» **Collected data**:
// src/models/quiz.rs

use std::{fmt, str::FromStr};

use serde::{Deserialize, Serialize};
use sqlx::FromRow;

use crate::{models::ranking::RankingMode, services::scoring::SubmittedAnswer};

/// Kind of quiz a session was taken as. Stored as its tag string.
#[derive(Debug, Clone, Copy, Default, PartialEq, Eq, Hash, Serialize, Deserialize)]
pub enum QuizType {
    #[serde(rename = "fixed_25")]
    Fixed25,
    #[serde(rename = "fixed_50")]
    Fixed50,
    #[serde(rename = "speed_1min")]
    Speed1Min,
    #[serde(rename = "speed_3min")]
    Speed3Min,
    #[serde(rename = "wrong_note")]
    WrongNote,
    #[default]
    #[serde(rename = "standard")]
    Standard,
}

impl QuizType {
    pub fn as_str(self) -> &'static str {
        match self {
            QuizType::Fixed25 => "fixed_25",
            QuizType::Fixed50 => "fixed_50",
            QuizType::Speed1Min => "speed_1min",
            QuizType::Speed3Min => "speed_3min",
            QuizType::WrongNote => "wrong_note",
            QuizType::Standard => "standard",
        }
    }

    /// Mode-specific score this quiz type competes in, kept as a best-of.
    /// The cumulative total is always additive and is not listed here.
    pub fn best_of_field(self) -> Option<RankingMode> {
        match self {
            QuizType::Fixed25 | QuizType::Fixed50 => Some(RankingMode::Solve),
            QuizType::Speed1Min => Some(RankingMode::Speed1Min),
            QuizType::Speed3Min => Some(RankingMode::Speed3Min),
            QuizType::WrongNote | QuizType::Standard => None,
        }
    }
}

impl fmt::Display for QuizType {
    fn fmt(&self, f: &mut fmt::Formatter<'_>) -> fmt::Result {
        f.write_str(self.as_str())
    }
}

impl FromStr for QuizType {
    type Err = String;

    fn from_str(s: &str) -> Result<Self, Self::Err> {
        match s {
            "fixed_25" => Ok(QuizType::Fixed25),
            "fixed_50" => Ok(QuizType::Fixed50),
            "speed_1min" => Ok(QuizType::Speed1Min),
            "speed_3min" => Ok(QuizType::Speed3Min),
            "wrong_note" => Ok(QuizType::WrongNote),
            "standard" => Ok(QuizType::Standard),
            other => Err(format!("Unknown quiz type '{}'", other)),
        }
    }
}

/// Represents the 'quiz_sessions' table.
#[derive(Debug, Clone, FromRow, Serialize)]
pub struct QuizSession {
    pub id: i64,
    pub user_id: i64,
    pub genre_id: Option<i64>,
    pub quiz_type: String,
    /// Wrong-note retake; only these are replaced by later retakes.
    pub is_retake: bool,
    pub created_at: chrono::DateTime<chrono::Utc>,
    pub start_time: chrono::DateTime<chrono::Utc>,
    pub end_time: Option<chrono::DateTime<chrono::Utc>>,
    pub total_questions: i64,
    pub correct_count: i64,
    pub wrong_count: i64,
    pub total_score: i64,
}

/// A stored result joined with its question, for history screens.
#[derive(Debug, Clone, FromRow, Serialize)]
pub struct QuizResultView {
    pub id: i64,
    pub session_id: i64,
    pub question_id: i64,
    pub question_text: String,
    pub explanation: String,
    pub user_answer: String,
    pub correct_answer: String,
    pub is_correct: bool,
    pub score: i64,
    pub submission_time: chrono::DateTime<chrono::Utc>,
}

/// Per-genre accuracy of the current user.
#[derive(Debug, Clone, FromRow, Serialize)]
pub struct GenreSummary {
    pub genre_id: i64,
    pub genre_name: String,
    pub correct: i64,
    pub total: i64,
    #[sqlx(skip)]
    pub accuracy: f64,
}

/// One answered question in a submission.
#[derive(Debug, Clone, Deserialize)]
pub struct AnswerSubmission {
    pub question_id: i64,
    /// Option text or 1-based option index. Missing or blank means unanswered.
    #[serde(default)]
    pub user_answer: Option<SubmittedAnswer>,
}

/// DTO for `POST /api/quiz/submit`.
#[derive(Debug, Deserialize)]
pub struct SubmitQuizRequest {
    pub quiz_results: Vec<AnswerSubmission>,
    pub genre_id: Option<i64>,
    #[serde(default)]
    pub quiz_type: QuizType,
    /// When the client started the quiz; defaults to the submission time.
    pub started_at: Option<chrono::DateTime<chrono::Utc>>,
}

/// DTO for `POST /api/quiz/wrong-note-submit`.
#[derive(Debug, Deserialize)]
pub struct WrongNoteSubmitRequest {
    pub quiz_results: Vec<AnswerSubmission>,
    pub genre_id: Option<i64>,
    pub quiz_type: Option<QuizType>,
    /// Prior retake to replace. Without it every earlier retake of the
    /// same type is replaced. Regular sessions are never replaced.
    pub origin_session_id: Option<i64>,
    pub started_at: Option<chrono::DateTime<chrono::Utc>>,
}

#[derive(Debug, Clone, Copy, PartialEq, Eq, Serialize)]
pub struct SessionSummary {
    pub total: i64,
    pub correct: i64,
    pub wrong: i64,
    pub score: i64,
}

#[derive(Debug, Serialize)]
pub struct SubmitQuizResponse {
    pub message: String,
    pub session_id: i64,
    pub summary: SessionSummary,
}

» **INSTRUCTIONS TO FOLLOW**: A verbatim repeat of all the entries above is the required answer.

» **TASK SOLUTION**:
// src/models/quiz.rs

use std::{fmt, str::FromStr};

use serde::{Deserialize, Serialize};
use sqlx::FromRow;

use crate::{models::ranking::RankingMode, services::scoring::SubmittedAnswer};

/// Kind of quiz a session was taken as. Stored as its tag string.
#[derive(Debug, Clone, Copy, Default, PartialEq, Eq, Hash, Serialize, Deserialize)]
pub enum QuizType {
    #[serde(rename = "fixed_25")]
    Fixed25,
    #[serde(rename = "fixed_50")]
    Fixed50,
    #[serde(rename = "speed_1min")]
    Speed1Min,
    #[serde(rename = "speed_3min")]
    Speed3Min,
    #[serde(rename = "wrong_note")]
    WrongNote,
    #[default]
    #[serde(rename = "standard")]
    Standard,
}

impl QuizType {
    pub fn as_str(self) -> &'static str {
        match self {
            QuizType::Fixed25 => "fixed_25",
            QuizType::Fixed50 => "fixed_50",
            QuizType::Speed1Min => "speed_1min",
            QuizType::Speed3Min => "speed_3min",
            QuizType::WrongNote => "wrong_note",
            QuizType::Standard => "standard",
        }
    }

    /// Mode-specific score this quiz type competes in, kept as a best-of.
    /// The cumulative total is always additive and is not listed here.
    pub fn best_of_field(self) -> Option<RankingMode> {
        match self {
            QuizType::Fixed25 | QuizType::Fixed50 => Some(RankingMode::Solve),
            QuizType::Speed1Min => Some(RankingMode::Speed1Min),
            QuizType::Speed3Min => Some(RankingMode::Speed3Min),
            QuizType::WrongNote | QuizType::Standard => None,
        }
    }
}

impl fmt::Display for QuizType {
    fn fmt(&self, f: &mut fmt::Formatter<'_>) -> fmt::Result {
        f.write_str(self.as_str())
    }
}

impl FromStr for QuizType {
    type Err = String;

    fn from_str(s: &str) -> Result<Self, Self::Err> {
        match s {
            "fixed_25" => Ok(QuizType::Fixed25),
            "fixed_50" => Ok(QuizType::Fixed50),
            "speed_1min" => Ok(QuizType::Speed1Min),
            "speed_3min" => Ok(QuizType::Speed3Min),
            "wrong_note" => Ok(QuizType::WrongNote),
            "standard" => Ok(QuizType::Standard),
            other => Err(format!("Unknown quiz type '{}'", other)),
        }
    }
}

/// Represents the 'quiz_sessions' table.
#[derive(Debug, Clone, FromRow, Serialize)]
pub struct QuizSession {
    pub id: i64,
    pub user_id: i64,
    pub genre_id: Option<i64>,
    pub quiz_type: String,
    /// Wrong-note retake; only these are replaced by later retakes.
    pub is_retake: bool,
    pub created_at: chrono::DateTime<chrono::Utc>,
    pub start_time: chrono::DateTime<chrono::Utc>,
    pub end_time: Option<chrono::DateTime<chrono::Utc>>,
    pub total_questions: i64,
    pub correct_count: i64,
    pub wrong_count: i64,
    pub total_score: i64,
}

/// A stored result joined with its question, for history screens.
#[derive(Debug, Clone, FromRow, Serialize)]
pub struct QuizResultView {
    pub id: i64,
    pub session_id: i64,
    pub question_id: i64,
    pub question_text: String,
    pub explanation: String,
    pub user_answer: String,
    pub correct_answer: String,
    pub is_correct: bool,
    pub score: i64,
    pub submission_time: chrono::DateTime<chrono::Utc>,
}

/// Per-genre accuracy of the current user.
#[derive(Debug, Clone, FromRow, Serialize)]
pub struct GenreSummary {
    pub genre_id: i64,
    pub genre_name: String,
    pub correct: i64,
    pub total: i64,
    #[sqlx(skip)]
    pub accuracy: f64,
}

/// One answered question in a submission.
#[derive(Debug, Clone, Deserialize)]
pub struct AnswerSubmission {
    pub question_id: i64,
    /// Option text or 1-based option index. Missing or blank means unanswered.
    #[serde(default)]
    pub user_answer: Option<SubmittedAnswer>,
}

/// DTO for `POST /api/quiz/submit`.
#[derive(Debug, Deserialize)]
pub struct SubmitQuizRequest {
    pub quiz_results: Vec<AnswerSubmission>,
    pub genre_id: Option<i64>,
    #[serde(default)]
    pub quiz_type: QuizType,
    /// When the client started the quiz; defaults to the submission time.
    pub started_at: Option<chrono::DateTime<chrono::Utc>>,
}

/// DTO for `POST /api/quiz/wrong-note-submit`.
#[derive(Debug, Deserialize)]
pub struct WrongNoteSubmitRequest {
    pub quiz_results: Vec<AnswerSubmission>,
    pub genre_id: Option<i64>,
    pub quiz_type: Option<QuizType>,
    /// Prior retake to replace. Without it every earlier retake of the
    /// same type is replaced. Regular sessions are never replaced.
    pub origin_session_id: Option<i64>,
    pub started_at: Option<chrono::DateTime<chrono::Utc>>,
}

#[derive(Debug, Clone, Copy, PartialEq, Eq, Serialize)]
pub struct SessionSummary {
    pub total: i64,
    pub correct: i64,
    pub wrong: i64,
    pub score: i64,
}

#[derive(Debug, Serialize)]
pub struct SubmitQuizResponse {
    pub message: String,
    pub session_id: i64,
    pub summary: SessionSummary,
}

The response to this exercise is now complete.